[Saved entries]
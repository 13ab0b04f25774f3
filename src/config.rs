//! System configuration parameters
//!
//! Build-time tunables for the controller. Per-channel limit-switch
//! polarity and the hold-to-move button mode are NOT here: they come from
//! the jumpers and are re-read every poll cycle (see
//! [`sensors::jumpers`](crate::sensors::jumpers)).

use serde::{Deserialize, Serialize};

use crate::error::{Error, Result};

/// Core controller configuration
#[derive(Debug, Clone, PartialEq, Eq, Serialize, Deserialize)]
pub struct ControllerConfig {
    // --- Timing ---
    /// Delay between poll cycles (milliseconds)
    pub poll_interval_ms: u32,
    /// A button level must be stable this long before an edge is accepted
    pub debounce_ms: u32,
    /// Indicator blink phase toggles once per this period (milliseconds)
    pub blink_half_period_ms: u32,

    // --- Electrical ---
    /// Buttons pull their input low when pressed (pull-up wiring)
    pub buttons_active_low: bool,
    /// Relay module energizes on a low output level
    pub relays_active_low: bool,

    // --- Supervision ---
    /// Task watchdog timeout (milliseconds)
    pub watchdog_timeout_ms: u32,
}

impl Default for ControllerConfig {
    fn default() -> Self {
        Self {
            // Timing
            poll_interval_ms: 1,
            debounce_ms: 5,
            blink_half_period_ms: 333, // ~3 Hz

            // Electrical
            buttons_active_low: true,
            relays_active_low: false,

            // Supervision
            watchdog_timeout_ms: 5000,
        }
    }
}

impl ControllerConfig {
    /// Reject values that would make the poll loop or the blink timer
    /// misbehave.
    pub fn validate(&self) -> Result<()> {
        if self.poll_interval_ms == 0 {
            return Err(Error::Config("poll_interval_ms must be non-zero"));
        }
        if self.blink_half_period_ms == 0 {
            return Err(Error::Config("blink_half_period_ms must be non-zero"));
        }
        if self.debounce_ms >= self.blink_half_period_ms {
            return Err(Error::Config(
                "debounce_ms must be shorter than blink_half_period_ms",
            ));
        }
        if self.watchdog_timeout_ms <= self.poll_interval_ms {
            return Err(Error::Config(
                "watchdog_timeout_ms must exceed poll_interval_ms",
            ));
        }
        Ok(())
    }
}
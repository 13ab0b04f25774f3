//! Unified error types for the DualCover firmware.
//!
//! The cover state machine itself is total and never fails. Errors only
//! appear at the edges: pin I/O in the hardware adapter, boot-time
//! peripheral setup, and configuration validation. All variants are `Copy`
//! so they can be logged and passed around without allocation.

use core::fmt;

use crate::fsm::Channel;

// ---------------------------------------------------------------------------
// Top-level firmware error
// ---------------------------------------------------------------------------

#[derive(Debug, Clone, Copy, PartialEq, Eq)]
pub enum Error {
    /// A raw input (button, limit switch, jumper) could not be sampled.
    Input(InputError),
    /// A relay or lamp output could not be driven.
    Output(OutputError),
    /// A safety interlock tripped.
    Safety(SafetyFault),
    /// Peripheral initialisation failed.
    Init(&'static str),
    /// Configuration is invalid.
    Config(&'static str),
}

impl fmt::Display for Error {
    fn fmt(&self, f: &mut fmt::Formatter<'_>) -> fmt::Result {
        match self {
            Self::Input(e) => write!(f, "input: {e}"),
            Self::Output(e) => write!(f, "output: {e}"),
            Self::Safety(e) => write!(f, "safety: {e}"),
            Self::Init(msg) => write!(f, "init: {msg}"),
            Self::Config(msg) => write!(f, "config: {msg}"),
        }
    }
}

impl core::error::Error for Error {}

// ---------------------------------------------------------------------------
// Input errors
// ---------------------------------------------------------------------------

#[derive(Debug, Clone, Copy, PartialEq, Eq)]
pub enum InputError {
    /// One of the three shared push buttons.
    Button,
    /// A limit switch of the given channel.
    LimitSwitch(Channel),
    /// A configuration jumper.
    Jumper,
}

impl fmt::Display for InputError {
    fn fmt(&self, f: &mut fmt::Formatter<'_>) -> fmt::Result {
        match self {
            Self::Button => write!(f, "button read failed"),
            Self::LimitSwitch(ch) => write!(f, "limit switch read failed on channel {}", ch.index()),
            Self::Jumper => write!(f, "jumper read failed"),
        }
    }
}

impl From<InputError> for Error {
    fn from(e: InputError) -> Self {
        Self::Input(e)
    }
}

// ---------------------------------------------------------------------------
// Output errors
// ---------------------------------------------------------------------------

#[derive(Debug, Clone, Copy, PartialEq, Eq)]
pub enum OutputError {
    Relay(Channel),
    Indicator(Channel),
    Heartbeat,
}

impl fmt::Display for OutputError {
    fn fmt(&self, f: &mut fmt::Formatter<'_>) -> fmt::Result {
        match self {
            Self::Relay(ch) => write!(f, "relay write failed on channel {}", ch.index()),
            Self::Indicator(ch) => write!(f, "indicator write failed on channel {}", ch.index()),
            Self::Heartbeat => write!(f, "heartbeat LED write failed"),
        }
    }
}

impl From<OutputError> for Error {
    fn from(e: OutputError) -> Self {
        Self::Output(e)
    }
}

// ---------------------------------------------------------------------------
// Safety faults
// ---------------------------------------------------------------------------

/// Safety faults are tracked in a bitfield by the safety supervisor so that
/// both channels can be in fault at once and clear independently.
#[derive(Debug, Clone, Copy, PartialEq, Eq)]
#[repr(u8)]
pub enum SafetyFault {
    /// Both limit switches of channel A report active.
    LimitConflictA = 0b0000_0001,
    /// Both limit switches of channel B report active.
    LimitConflictB = 0b0000_0010,
}

impl SafetyFault {
    /// Return the bitmask for this fault.
    pub const fn mask(self) -> u8 {
        self as u8
    }

    /// The limit conflict fault belonging to `channel`.
    pub const fn limit_conflict(channel: Channel) -> Self {
        match channel {
            Channel::A => Self::LimitConflictA,
            Channel::B => Self::LimitConflictB,
        }
    }
}

impl fmt::Display for SafetyFault {
    fn fmt(&self, f: &mut fmt::Formatter<'_>) -> fmt::Result {
        match self {
            Self::LimitConflictA => write!(f, "both limit switches active on channel 0"),
            Self::LimitConflictB => write!(f, "both limit switches active on channel 1"),
        }
    }
}

impl From<SafetyFault> for Error {
    fn from(e: SafetyFault) -> Self {
        Self::Safety(e)
    }
}

/// Firmware-wide `Result` alias.
pub type Result<T> = core::result::Result<T, Error>;
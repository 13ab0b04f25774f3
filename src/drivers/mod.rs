//! Input, actuator and timing drivers plus raw GPIO setup.

pub mod blink;
pub mod button;
pub mod hw_init;
pub mod hw_timer;
pub mod indicator;
pub mod relay;
pub mod watchdog;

Work order:
Print the records once more, exactly as written.

Task answer:
repository 13ab0b04f25774f3
filename src/config.rs
//! System configuration parameters
//!
//! Build-time tunables for the controller. Per-channel limit-switch
//! polarity and the hold-to-move button mode are NOT here: they come from
//! the jumpers and are re-read every poll cycle (see
//! [`sensors::jumpers`](crate::sensors::jumpers)).

use serde::{Deserialize, Serialize};

use crate::error::{Error, Result};

/// Core controller configuration
#[derive(Debug, Clone, PartialEq, Eq, Serialize, Deserialize)]
pub struct ControllerConfig {
    // --- Timing ---
    /// Delay between poll cycles (milliseconds)
    pub poll_interval_ms: u32,
    /// A button level must be stable this long before an edge is accepted
    pub debounce_ms: u32,
    /// Indicator blink phase toggles once per this period (milliseconds)
    pub blink_half_period_ms: u32,

    // --- Electrical ---
    /// Buttons pull their input low when pressed (pull-up wiring)
    pub buttons_active_low: bool,
    /// Relay module energizes on a low output level
    pub relays_active_low: bool,

    // --- Supervision ---
    /// Task watchdog timeout (milliseconds)
    pub watchdog_timeout_ms: u32,
}

impl Default for ControllerConfig {
    fn default() -> Self {
        Self {
            // Timing
            poll_interval_ms: 1,
            debounce_ms: 5,
            blink_half_period_ms: 333, // ~3 Hz

            // Electrical
            buttons_active_low: true,
            relays_active_low: false,

            // Supervision
            watchdog_timeout_ms: 5000,
        }
    }
}

impl ControllerConfig {
    /// Reject values that would make the poll loop or the blink timer
    /// misbehave.
    pub fn validate(&self) -> Result<()> {
        if self.poll_interval_ms == 0 {
            return Err(Error::Config("poll_interval_ms must be non-zero"));
        }
        if self.blink_half_period_ms == 0 {
            return Err(Error::Config("blink_half_period_ms must be non-zero"));
        }
        if self.debounce_ms >= self.blink_half_period_ms {
            return Err(Error::Config(
                "debounce_ms must be shorter than blink_half_period_ms",
            ));
        }
        if self.watchdog_timeout_ms <= self.poll_interval_ms {
            return Err(Error::Config(
                "watchdog_timeout_ms must exceed poll_interval_ms",
            ));
        }
        Ok(())
    }
}
repository 13ab0b04f25774f3
//! Unified error types for the DualCover firmware.
//!
//! The cover state machine itself is total and never fails. Errors only
//! appear at the edges: pin I/O in the hardware adapter, boot-time
//! peripheral setup, and configuration validation. All variants are `Copy`
//! so they can be logged and passed around without allocation.

use core::fmt;

use crate::fsm::Channel;

// ---------------------------------------------------------------------------
// Top-level firmware error
// ---------------------------------------------------------------------------

#[derive(Debug, Clone, Copy, PartialEq, Eq)]
pub enum Error {
    /// A raw input (button, limit switch, jumper) could not be sampled.
    Input(InputError),
    /// A relay or lamp output could not be driven.
    Output(OutputError),
    /// A safety interlock tripped.
    Safety(SafetyFault),
    /// Peripheral initialisation failed.
    Init(&'static str),
    /// Configuration is invalid.
    Config(&'static str),
}

impl fmt::Display for Error {
    fn fmt(&self, f: &mut fmt::Formatter<'_>) -> fmt::Result {
        match self {
            Self::Input(e) => write!(f, "input: {e}"),
            Self::Output(e) => write!(f, "output: {e}"),
            Self::Safety(e) => write!(f, "safety: {e}"),
            Self::Init(msg) => write!(f, "init: {msg}"),
            Self::Config(msg) => write!(f, "config: {msg}"),
        }
    }
}

impl core::error::Error for Error {}

// ---------------------------------------------------------------------------
// Input errors
// ---------------------------------------------------------------------------

#[derive(Debug, Clone, Copy, PartialEq, Eq)]
pub enum InputError {
    /// One of the three shared push buttons.
    Button,
    /// A limit switch of the given channel.
    LimitSwitch(Channel),
    /// A configuration jumper.
    Jumper,
}

impl fmt::Display for InputError {
    fn fmt(&self, f: &mut fmt::Formatter<'_>) -> fmt::Result {
        match self {
            Self::Button => write!(f, "button read failed"),
            Self::LimitSwitch(ch) => write!(f, "limit switch read failed on channel {}", ch.index()),
            Self::Jumper => write!(f, "jumper read failed"),
        }
    }
}

impl From<InputError> for Error {
    fn from(e: InputError) -> Self {
        Self::Input(e)
    }
}

// ---------------------------------------------------------------------------
// Output errors
// ---------------------------------------------------------------------------

#[derive(Debug, Clone, Copy, PartialEq, Eq)]
pub enum OutputError {
    Relay(Channel),
    Indicator(Channel),
    Heartbeat,
}

impl fmt::Display for OutputError {
    fn fmt(&self, f: &mut fmt::Formatter<'_>) -> fmt::Result {
        match self {
            Self::Relay(ch) => write!(f, "relay write failed on channel {}", ch.index()),
            Self::Indicator(ch) => write!(f, "indicator write failed on channel {}", ch.index()),
            Self::Heartbeat => write!(f, "heartbeat LED write failed"),
        }
    }
}

impl From<OutputError> for Error {
    fn from(e: OutputError) -> Self {
        Self::Output(e)
    }
}

// ---------------------------------------------------------------------------
// Safety faults
// ---------------------------------------------------------------------------

/// Safety faults are tracked in a bitfield by the safety supervisor so that
/// both channels can be in fault at once and clear independently.
#[derive(Debug, Clone, Copy, PartialEq, Eq)]
#[repr(u8)]
pub enum SafetyFault {
    /// Both limit switches of channel A report active.
    LimitConflictA = 0b0000_0001,
    /// Both limit switches of channel B report active.
    LimitConflictB = 0b0000_0010,
}

impl SafetyFault {
    /// Return the bitmask for this fault.
    pub const fn mask(self) -> u8 {
        self as u8
    }

    /// The limit conflict fault belonging to `channel`.
    pub const fn limit_conflict(channel: Channel) -> Self {
        match channel {
            Channel::A => Self::LimitConflictA,
            Channel::B => Self::LimitConflictB,
        }
    }
}

impl fmt::Display for SafetyFault {
    fn fmt(&self, f: &mut fmt::Formatter<'_>) -> fmt::Result {
        match self {
            Self::LimitConflictA => write!(f, "both limit switches active on channel 0"),
            Self::LimitConflictB => write!(f, "both limit switches active on channel 1"),
        }
    }
}

impl From<SafetyFault> for Error {
    fn from(e: SafetyFault) -> Self {
        Self::Safety(e)
    }
}

/// Firmware-wide `Result` alias.
pub type Result<T> = core::result::Result<T, Error>;
repository 13ab0b04f25774f3
filename src/drivers/mod.rs
//! Input, actuator and timing drivers plus raw GPIO setup.

pub mod blink;
pub mod button;
pub mod hw_init;
pub mod hw_timer;
pub mod indicator;
pub mod relay;
pub mod watchdog;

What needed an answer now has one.